Hoewel de bundel er vlot van overtuigt dat de spatial turn een onmisbaar perspectief kan bieden op missiegeschiedenis (en de historiografie in het algemeen), zijn er enkele theoretische gaten in het werk. Zo reflecteren de auteurs amper over de link tussen missie en kolonisatie, en dat is jammer voor een werk dat missionaire ontmoetingen centraal plaatst. Missiehistorici zijn intussen namelijk tot de consensus gekomen dat missionarissen onmisbare bijdragen leverden aan de kolonisatie van het Afrikaanse continent in de late negentiende en vroege twintigste eeuw. De unieke geschiedenis van China, dat nooit (volledig) gekoloniseerd werd maar daarom niet gespaard bleef van koloniale uitbuitingspraktijken, kan juist interessante inzichten bieden in de manieren waarop kolonisatie en missionering elkaar ondersteunden en voedden. De meerwaarde van het bundelen van bijdragen over Afrika en China gaat daarom niet verder dan het naast elkaar plaatsen van regio’s die tot hiertoe zelden samengebracht werden in één uitgave, en dat is een gemiste kans.
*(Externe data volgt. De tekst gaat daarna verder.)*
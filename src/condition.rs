//! # Generation Conditions
//!
//! A pluggable predicate collaborators implement to gate whether a frame or
//! layer prototype may currently be generated. A prototype with no attached
//! condition is always eligible.

/// Capability answering "can this prototype currently be generated?".
///
/// Queried once per candidate per generation call. Implementations may be
/// stateful behind interior mutability, but the engine only ever takes
/// `&self`.
pub trait LevelCondition {
    /// Returns whether the owning prototype is currently generatable.
    fn can_generate(&self) -> bool;
}

impl<F> LevelCondition for F
where
    F: Fn() -> bool,
{
    fn can_generate(&self) -> bool {
        self()
    }
}

#[cfg(test)]
mod tests {
    use super::*;
    use std::cell::Cell;

    #[test]
    fn test_closure_condition() {
        let closed = || false;
        let open = || true;

        assert!(!closed.can_generate());
        assert!(open.can_generate());
    }

    #[test]
    fn test_stateful_condition() {
        struct Budget(Cell<u32>);

        impl LevelCondition for Budget {
            fn can_generate(&self) -> bool {
                let left = self.0.get();
                if left == 0 {
                    return false;
                }
                self.0.set(left - 1);
                true
            }
        }

        let budget = Budget(Cell::new(2));

        assert!(budget.can_generate());
        assert!(budget.can_generate());
        assert!(!budget.can_generate());
    }
}
//! # Sockets
//!
//! Typed connection points exposed by frame prototypes.
//!
//! A socket carries a key identifying its own connector type and an ordered
//! list of plug keys naming the socket types it may connect *to* on the
//! opposing side. Matching is not required to be symmetric: socket `3` may
//! plug into `7` without `7` plugging back into `3`.

use crate::frame::FrameId;
use crate::math::Vec2;
use serde::{Deserialize, Serialize};

/// One of the four sides of a frame a socket can sit on.
#[derive(Clone, Copy, Debug, PartialEq, Eq, Hash, Serialize, Deserialize)]
#[repr(u8)]
pub enum Direction {
    /// Left side (negative X).
    Left = 0,
    /// Right side (positive X).
    Right = 1,
    /// Top side (positive Y).
    Top = 2,
    /// Bottom side (negative Y).
    Bottom = 3,
}

impl Direction {
    /// Number of directions; sizes per-direction lookup arrays.
    pub const COUNT: usize = 4;

    /// All directions in fixed order.
    ///
    /// This order is load-bearing: the compatibility index iterates it
    /// during construction, which fixes candidate order for sampling.
    pub const ALL: [Self; Self::COUNT] = [Self::Left, Self::Right, Self::Top, Self::Bottom];

    /// Returns the opposing direction (Left↔Right, Top↔Bottom).
    #[inline]
    #[must_use]
    pub const fn opposite(self) -> Self {
        match self {
            Self::Left => Self::Right,
            Self::Right => Self::Left,
            Self::Top => Self::Bottom,
            Self::Bottom => Self::Top,
        }
    }

    /// Index for per-direction array addressing.
    #[inline]
    #[must_use]
    pub const fn index(self) -> usize {
        self as usize
    }
}

/// An immutable socket definition on a frame prototype.
#[derive(Clone, Debug, PartialEq, Serialize, Deserialize)]
pub struct SocketPrototype {
    /// Connector type of this socket.
    pub socket_key: i32,
    /// Socket keys this socket may connect to, in match-priority order.
    pub plugs: Vec<i32>,
    /// Offset from the owning frame's origin.
    pub local_position: Vec2,
}

/// Mutable per-instance socket state.
///
/// Created alongside each placed frame; the prototype stays untouched.
#[derive(Clone, Copy, Debug)]
pub struct SocketState {
    /// Whether this socket may still be used as input to a generation
    /// attempt. Consumed the instant the attempt starts, success or not.
    pub can_try_connect: bool,
    /// Whether the socket has been sealed as a dead-end. Stands in for the
    /// original blocker object toggle.
    pub blocked: bool,
}

impl SocketState {
    /// Fresh state for a newly placed frame.
    #[inline]
    #[must_use]
    pub const fn new() -> Self {
        Self {
            can_try_connect: true,
            blocked: false,
        }
    }
}

impl Default for SocketState {
    fn default() -> Self {
        Self::new()
    }
}

/// Stable handle naming one socket on one placed frame.
///
/// Handles keep the driver decoupled from engine internals; there are no
/// live references between frames and the sockets they expose.
#[derive(Clone, Copy, Debug, PartialEq, Eq, Hash)]
pub struct SocketId {
    /// The placed frame owning the socket.
    pub frame: FrameId,
    /// The side the socket sits on.
    pub direction: Direction,
    /// Position within that side's socket list.
    pub index: usize,
}

impl SocketId {
    /// Creates a socket handle.
    #[inline]
    #[must_use]
    pub const fn new(frame: FrameId, direction: Direction, index: usize) -> Self {
        Self {
            frame,
            direction,
            index,
        }
    }
}
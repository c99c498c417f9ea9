//! Benchmark for level generation performance.
//!
//! Run with: cargo bench --bench generation_benchmark

use criterion::{black_box, criterion_group, criterion_main, Criterion, Throughput};
use levelgen2d::{
    Direction, FrameId, FramePrototype, FrameSlot, GenSeed, GeneratorConfig, LevelGenerator, Rect,
    SocketId, SocketPrototype, Vec2,
};
use std::collections::VecDeque;

fn socket(key: i32, x: f32, y: f32) -> SocketPrototype {
    SocketPrototype {
        socket_key: key,
        plugs: vec![key],
        local_position: Vec2::new(x, y),
    }
}

fn room_slot(frame_key: i32, weight: f32) -> FrameSlot {
    FrameSlot {
        prototype: FramePrototype {
            frame_key,
            left_bottom: Vec2::new(-2.0, -2.0),
            right_top: Vec2::new(2.0, 2.0),
            sockets: [
                vec![socket(10, -2.0, 0.0)],
                vec![socket(10, 2.0, 0.0)],
                vec![socket(10, 0.0, 2.0)],
                vec![socket(10, 0.0, -2.0)],
            ],
        },
        weight,
        count: -1,
    }
}

fn config(half_extent: f32) -> GeneratorConfig {
    GeneratorConfig {
        bounds: Some(Rect::new(
            Vec2::new(-half_extent, -half_extent),
            Vec2::new(half_extent, half_extent),
        )),
        frames: vec![room_slot(1, 1.0), room_slot(2, 2.0), room_slot(3, 0.5)],
        layer_orders: vec![],
    }
}

/// Breadth-first fill of the whole bounded area.
fn fill(generator: &mut LevelGenerator) -> usize {
    let start = generator.add_other_frame(0, Vec2::ZERO);
    let mut frontier: VecDeque<SocketId> = VecDeque::new();
    push_sockets(generator, start, &mut frontier);

    while let Some(socket) = frontier.pop_front() {
        let position = generator.socket_world_position(socket);
        if let Some(frame) = generator.generate_level(socket.direction, socket, position) {
            push_sockets(generator, frame, &mut frontier);
        }
    }

    generator.placed_frame_count()
}

fn push_sockets(generator: &LevelGenerator, frame: FrameId, frontier: &mut VecDeque<SocketId>) {
    let proto = generator.frame_prototype(frame);
    for direction in Direction::ALL {
        for index in 0..proto.socket_count(direction) {
            frontier.push_back(SocketId::new(frame, direction, index));
        }
    }
}

fn benchmark_single_expansion(c: &mut Criterion) {
    c.bench_function("single_socket_expansion", |b| {
        b.iter_with_setup(
            || {
                let mut generator =
                    LevelGenerator::new(config(1000.0), GenSeed::new(42)).unwrap();
                let start = generator.add_other_frame(0, Vec2::ZERO);
                (generator, SocketId::new(start, Direction::Right, 0))
            },
            |(mut generator, socket)| {
                let position = generator.socket_world_position(socket);
                black_box(generator.generate_level(Direction::Right, socket, position))
            },
        );
    });
}

fn benchmark_bounded_fill(c: &mut Criterion) {
    let mut group = c.benchmark_group("bounded_fill");
    group.sample_size(20);

    // 50x50 room grid worth of area
    group.throughput(Throughput::Elements(50 * 50));
    group.bench_function("100x100_area", |b| {
        b.iter(|| {
            let mut generator = LevelGenerator::new(config(50.0), GenSeed::new(42)).unwrap();
            black_box(fill(&mut generator))
        });
    });

    group.finish();
}

criterion_group!(benches, benchmark_single_expansion, benchmark_bounded_fill);
criterion_main!(benches);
Doorheen de bundel worden noties als “development”, “modernity” en “modernization” bovendien op een onvoldoende kritische manier aangewend. Een aantal auteurs gebruikt de begrippen om de impact van missionering te beschrijven zonder aandacht te besteden aan de morele waarden en connotaties van culturele hiërarchie die daaraan vasthangen. Hetzelfde geldt voor de genderanalyses die gemaakt worden in hoofdstukken 6 en 7. Ze zijn weinig reflexief en lijken onvoldoende geïnformeerd door postkoloniale gendertheorieën. Daardoor vervallen ze snel in een subtiele maar daarom niet minder problematische morele veroordeling van lokale Chinese gegenderde praktijken.